What lines of the data below hold the string "grouped"? Copy each one out.

Record extracts section start

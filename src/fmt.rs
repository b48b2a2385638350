/// Format an amount with thousands separators in accounting style:
/// 1,234.56, with negatives parenthesized as (500.00), the same
/// convention bank statements use for debit columns.
pub fn money(val: f64) -> String {
    let negative = val < 0.0;
    let grouped = group_thousands(val.abs());
    if negative {
        format!("({grouped})")
    } else {
        grouped
    }
}

fn group_thousands(abs: f64) -> String {
    let cents = format!("{abs:.2}");
    let (int_part, dec_part) = cents.split_once('.').unwrap_or((&cents, "00"));

    let mut with_commas = String::new();
    for (i, c) in int_part.chars().rev().enumerate() {
        if i > 0 && i % 3 == 0 {
            with_commas.push(',');
        }
        with_commas.push(c);
    }
    let with_commas: String = with_commas.chars().rev().collect();
    format!("{with_commas}.{dec_part}")
}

Record extracts section end

**Your solution**
    let grouped = group_thousands(val.abs());
        format!("({grouped})")
        grouped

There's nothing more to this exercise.